Mencionó que al culminar esta etapa, su familia le pedía que estudiara para maestra o secretaria, pero fueron las ciencias duras las que atraparon su interés.
Decidió estudiar Ingeniería Civil, en tiempos en que las mujeres no tenían la aceptación de la actualidad.
Su carrera cambiaría el curso de su destino: al llevar la materia de Geología General, con el maestro Guillermo Salas Pizá, atrapó a tal grado su interés que se dio de baja e ingresó de lleno a la Licenciatura en Geología.
Sacó adelante los estudios con beca de los Esposos Rodríguez. Su máximo logró fue haber sido distinguida como la mejor estudiante de la generación 1977-82, de la que egresaron únicamente tres mujeres, y al año se convirtió en la segunda en titularse.
El padrino de la generación fue Jorge Larrea, dueño de Mexicana de Cobre, a quien por medio de una carta le solicitó trabajo, el mensaje tuvo tanto impacto que fue asignada en los departamentos de Exploración de la mina de Nacozari, hasta que decidió renunciar, a principios de 1987.
A su regreso a Hermosillo falleció la maestra Zubeldía, y de nuevo se reunió la generación del Coro, que grabó un acetato especial, y a los días le ofrecen una plaza, en la que permanecería por diez años, en los talleres libres, en Historia de la Música, y empezó con clases de piano para principiantes y un poco de solfeo.
En 1997 se concreta el proyecto de las licenciaturas en el Centro de las Artes, al principio todos presentaban cierta resistencia al cambio del edificio del Museo al Centro de las Artes.
Dentro de los programas de la Universidad se le ofreció la nivelación académica, para lo cual estudió Pedagogía Musical en la Universidad de Hermosillo, donde presentó la tesis de Apreciación Musical, con la que se tituló en 1997.
Actualmente imparte las materias de Solfeo, Historia de la Música, Apreciación Musical y Música Aplicada a las Artes Escénicas, en las opciones de Danza y Teatro de la Licenciatura en Artes.
La inquieta docente presentó en el 2008 el libro "Materiales de entonación y rítmica", obra que servirá como material académico complementario para las áreas de Artes Escénicas, especialmente de danza y teatro, donde existe poco material relacionado, especialmente en rítmica y coordinación
Por su experiencia y preparación ha ocupado los cargos de Presidenta Académica, Secretaria General del departamento y ha sido responsable del Programa de Tutorías del Departamento de Bellas Artes.

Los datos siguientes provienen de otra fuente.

//! Hierarchical traversal of statements and rvalues.
//!
//! A pass implements [`Visitor`] for the node kinds it cares about and hands
//! it to [`walk_list`]. Traversal is read-only; passes that rewrite the IR
//! collect what they need first and mutate afterwards.

use crate::{
    entity::{Inst, List, Node},
    inst::InstData,
    node::NodeData,
    shader::Shader,
};

/// What the walker does after a visitor callback.
#[derive(Debug, Clone, Copy, PartialEq, Eq)]
pub enum VisitAction {
    Continue,
    /// Do not descend into the children of the current statement or node
    SkipChildren,
    /// Abort the whole traversal
    Stop,
}

#[allow(unused_variables)]
pub trait Visitor {
    fn enter_inst(&mut self, shader: &Shader, list: List, inst: Inst) -> VisitAction {
        VisitAction::Continue
    }

    fn leave_inst(&mut self, shader: &Shader, list: List, inst: Inst) -> VisitAction {
        VisitAction::Continue
    }

    fn enter_node(&mut self, shader: &Shader, node: Node) -> VisitAction {
        VisitAction::Continue
    }

    fn leave_node(&mut self, shader: &Shader, node: Node) -> VisitAction {
        VisitAction::Continue
    }
}

/// Walk every statement of `list` in order. Returns `Stop` if the visitor
/// aborted the traversal.
pub fn walk_list<V: Visitor + ?Sized>(shader: &Shader, list: List, visitor: &mut V) -> VisitAction {
    for inst in shader.layout.iter(list) {
        if walk_inst(shader, list, inst, visitor) == VisitAction::Stop {
            return VisitAction::Stop;
        }
    }
    VisitAction::Continue
}

pub fn walk_inst<V: Visitor + ?Sized>(
    shader: &Shader,
    list: List,
    inst: Inst,
    visitor: &mut V,
) -> VisitAction {
    match visitor.enter_inst(shader, list, inst) {
        VisitAction::Stop => return VisitAction::Stop,
        VisitAction::SkipChildren => {}
        VisitAction::Continue => {
            let stopped = match &shader.insts[inst] {
                InstData::Declare(_)
                | InstData::Break
                | InstData::Continue
                | InstData::Return
                | InstData::Discard { condition: None } => false,
                InstData::Assign { lhs, rhs } => {
                    walk_node(shader, *lhs, visitor) == VisitAction::Stop
                        || walk_node(shader, *rhs, visitor) == VisitAction::Stop
                }
                InstData::Discard {
                    condition: Some(condition),
                } => walk_node(shader, *condition, visitor) == VisitAction::Stop,
                InstData::If {
                    condition,
                    then_list,
                    else_list,
                } => {
                    walk_node(shader, *condition, visitor) == VisitAction::Stop
                        || walk_list(shader, *then_list, visitor) == VisitAction::Stop
                        || walk_list(shader, *else_list, visitor) == VisitAction::Stop
                }
                InstData::Loop { body } => walk_list(shader, *body, visitor) == VisitAction::Stop,
                InstData::Function { params, body, .. } => {
                    walk_list(shader, *params, visitor) == VisitAction::Stop
                        || walk_list(shader, *body, visitor) == VisitAction::Stop
                }
            };
            if stopped {
                return VisitAction::Stop;
            }
        }
    }
    match visitor.leave_inst(shader, list, inst) {
        VisitAction::Stop => VisitAction::Stop,
        _ => VisitAction::Continue,
    }
}

pub fn walk_node<V: Visitor + ?Sized>(shader: &Shader, node: Node, visitor: &mut V) -> VisitAction {
    match visitor.enter_node(shader, node) {
        VisitAction::Stop => return VisitAction::Stop,
        VisitAction::SkipChildren => {}
        VisitAction::Continue => {
            let stopped = match &shader.nodes[node] {
                NodeData::VarRef(_) | NodeData::Constant(_) => false,
                NodeData::ArrayRef { array, index } => {
                    walk_node(shader, *array, visitor) == VisitAction::Stop
                        || walk_node(shader, *index, visitor) == VisitAction::Stop
                }
                NodeData::RecordRef { record, .. } => {
                    walk_node(shader, *record, visitor) == VisitAction::Stop
                }
                NodeData::Swizzle { value, .. } => {
                    walk_node(shader, *value, visitor) == VisitAction::Stop
                }
                NodeData::Expression { operands, .. } => operands
                    .iter()
                    .any(|operand| walk_node(shader, *operand, visitor) == VisitAction::Stop),
            };
            if stopped {
                return VisitAction::Stop;
            }
        }
    }
    match visitor.leave_node(shader, node) {
        VisitAction::Stop => VisitAction::Stop,
        _ => VisitAction::Continue,
    }
}
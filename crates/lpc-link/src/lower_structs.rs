//! Struct varying flattening.
//!
//! Every interface variable of the requested direction whose type contains a
//! struct is replaced by one variable per leaf field, named
//! `var.field.subfield`. Array dimensions along the way are folded into a
//! single flat array on the leaf, so
//!
//! ```text
//! struct S { vec2 a; float b[3]; };
//! out S s[2];
//! ```
//!
//! becomes `out vec2 s.a[2]` and `out float s.b[6]`. The original variable
//! turns into an ordinary global and a copy block moves the data: for
//! outputs the block runs after all of `main`, for inputs before it.
//!
//! The per-vertex dimension of a geometry input is not folded: `in S s[3]`
//! becomes `in vec2 s.a[3]` and `in float s.b[3][3]`, matching the leaves
//! of the producer's `out S s`.

use alloc::{format, string::String, vec::Vec};

use log::debug;
use lpc_glir::{
    Constant, ExprOp, Inst, InstData, List, Node, Shader, ShaderStage, Type, Var, VariableData,
    VariableMode,
};

use crate::error::{InternalFault, LinkResult};

/// Flatten every unassigned `mode` variable that contains a struct.
/// Returns the generated leaf variables in declaration order.
pub fn lower_varying_structs(shader: &mut Shader, mode: VariableMode) -> LinkResult<Vec<Var>> {
    debug_assert!(matches!(mode, VariableMode::ShaderIn | VariableMode::ShaderOut));
    let targets: Vec<(Var, Inst)> = shader
        .layout
        .iter(shader.toplevel)
        .filter_map(|inst| {
            let var = shader.insts[inst].as_declare()?;
            let data = &shader.vars[var];
            (data.mode == mode && data.location.is_none() && data.ty.contains_record())
                .then_some((var, inst))
        })
        .collect();
    if targets.is_empty() {
        return Ok(Vec::new());
    }
    let main = shader.main_body().ok_or(InternalFault::MissingMain)?;
    let per_vertex = shader.stage == ShaderStage::Geometry && mode == VariableMode::ShaderIn;

    let mut leaves = Vec::new();
    for (var, decl) in targets {
        let ty = shader.vars[var].ty.clone();
        let name = shader.vars[var].name.clone();
        debug!("flattening struct varying {}", name);

        let block = shader.make_list();
        let mut flattener = Flattener {
            shader: &mut *shader,
            original: var,
            original_decl: decl,
            mode,
            vertex: None,
            leaves: &mut leaves,
        };
        match &ty {
            Type::Array(element, vertices) if per_vertex => {
                let (counter, body) = flattener.begin_loop("vertex".into(), *vertices, block);
                let array = flattener.shader.var_ref(var);
                let counter_ref = flattener.shader.var_ref(counter);
                let rvalue = flattener.shader.array_ref(array, counter_ref);
                let index = flattener.uint(0);
                flattener.vertex = Some((counter, *vertices));
                flattener.flatten(element, name, rvalue, index, None, body, 0);
                flattener.end_loop(counter, body, block);
            }
            _ => {
                let rvalue = flattener.shader.var_ref(var);
                let index = flattener.uint(0);
                flattener.flatten(&ty, name, rvalue, index, None, block, 0);
            }
        }

        shader.vars[var].mode = VariableMode::Auto;
        if mode == VariableMode::ShaderOut {
            shader.layout.splice_back(main, block);
        } else {
            shader.layout.splice_front(main, block);
        }
    }
    Ok(leaves)
}
//! The `transform` subtest - lowering pass tests
//!
//! `test transform <pass> [args]` runs one pass over each shader and
//! compares the printed result:
//! - `lower_varying_structs in|out`
//! - `lower_packed_varyings in|out [slots=N] [base=N]`
//! - `lower_clip_distance`

use lpc_glir::{parse_shader, Shader, VariableMode};
use lpc_link::{lower_clip_distance, lower_packed_varyings, lower_varying_structs, LinkResult};

use crate::{filecheck::check_output, parser::parse_test_file};

/// Run tests from transform test files
pub fn run_tests_from_file(content: &str) {
    let test_cases = parse_test_file(content);

    assert!(!test_cases.is_empty(), "No test cases found in test file");

    for case in test_cases {
        assert!(
            case.command.starts_with("test transform "),
            "Unexpected test command: {}",
            case.command
        );
        run_transform_test(&case.args(), &case.shader_text, &case.expected_text);
    }
}

fn parse_mode(word: Option<&&str>) -> VariableMode {
    match word.copied() {
        Some("in") => VariableMode::ShaderIn,
        Some("out") => VariableMode::ShaderOut,
        other => panic!("Expected `in` or `out`, got {:?}", other),
    }
}

/// Value of a `key=N` argument.
fn numeric_arg(args: &[&str], key: &str, default: u32) -> u32 {
    args.iter()
        .filter_map(|arg| arg.strip_prefix(key)?.strip_prefix('='))
        .map(|value| {
            value
                .parse()
                .unwrap_or_else(|_| panic!("Bad value for {}: {}", key, value))
        })
        .last()
        .unwrap_or(default)
}

fn apply(args: &[&str], shader: &mut Shader) -> LinkResult<()> {
    match args.first().copied() {
        Some("lower_varying_structs") => {
            lower_varying_structs(shader, parse_mode(args.get(1))).map(drop)
        }
        Some("lower_packed_varyings") => lower_packed_varyings(
            shader,
            parse_mode(args.get(1)),
            numeric_arg(args, "base", 32),
            numeric_arg(args, "slots", 32),
        ),
        Some("lower_clip_distance") => lower_clip_distance(shader).map(drop),
        other => panic!("Unknown transform: {:?}", other),
    }
}

/// Run a single transform test
fn run_transform_test(args: &[&str], shader_text: &str, expected_text: &str) {
    let mut shader = parse_shader(shader_text).unwrap_or_else(|e| {
        panic!("Failed to parse shader: {}\n\nShader text:\n{}", e, shader_text)
    });
    let actual = match apply(args, &mut shader) {
        Ok(()) => shader.to_string(),
        Err(e) => format!("error: {}\n", e),
    };
    check_output(&actual, expected_text, shader_text);
}
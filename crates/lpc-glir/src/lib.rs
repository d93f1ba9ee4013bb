//! GLSL shader-stage IR.
//!
//! This crate defines the tree IR consumed by the interface linker:
//! - Types (scalars, vectors, matrices, arrays, structs)
//! - Variables with their interface qualifiers
//! - Rvalue nodes (dereferences, swizzles, constants, expressions)
//! - Statements and ordered statement lists
//! - A hierarchical visitor
//! - A textual s-expression form (printer and parser)

#![no_std]

extern crate alloc;

mod entity;
mod entity_map;
mod inst;
mod layout;
mod node;
mod parser;
mod print;
mod shader;
mod types;
mod variable;
pub mod visit;

pub use entity::{EntityRef, Inst, List, Node, Var};
pub use entity_map::PrimaryMap;
pub use inst::InstData;
pub use layout::{Insts, Layout};
pub use node::{ConstScalar, Constant, ExprOp, NodeData, SwizzleMask};
pub use parser::{parse_shader, ParseError};
pub use shader::{Shader, ShaderStage};
pub use types::{BaseType, StructField, StructType, Type};
pub use variable::{InterpQualifier, VariableData, VariableMode};
pub use visit::{walk_inst, walk_list, walk_node, VisitAction, Visitor};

“Puedo decir que ésta es mi alma máter, quiero, trabajo y vivo de la Universidad. Me pagan un sueldo por hacer lo que me gusta, aquí estudié dos carreras, ningún conocimiento estorba y tengo buenos recuerdos”, destacó.
MEMORIA GRÁFICA
Por entretenimiento, Campillo Corrales empezó en 1997 a tomar fotografías de las primeras generaciones de las diversas licenciaturas en Bellas Artes.
Captaba al grupo de estudiantes sentados, en grupo, a los integrantes de cada generación, ya que considera que la memoria grafica y la historia es muy importante, y a 12 años de distancia los alumnos lo consideran como parte de su historia: “Tenemos que tener claro quiénes somos, dónde estábamos y no olvidar nuestra historia”.
JUBILACIÓN
Mencionó que una vez que llegue el momento de su jubilación, se dedicará de lleno a la comprensión y dominio de las técnicas fotográficas.
“Hay un tiempo para todas las cosas: hay tiempo para enseñar y es necesario darle oportunidad a otras personas que presenten otras dinámicas. Siento que estoy en el lugar que me gusta, eso es importante, lo volvería a vivir, a lo mejor me atrevería a hacer más cosas”.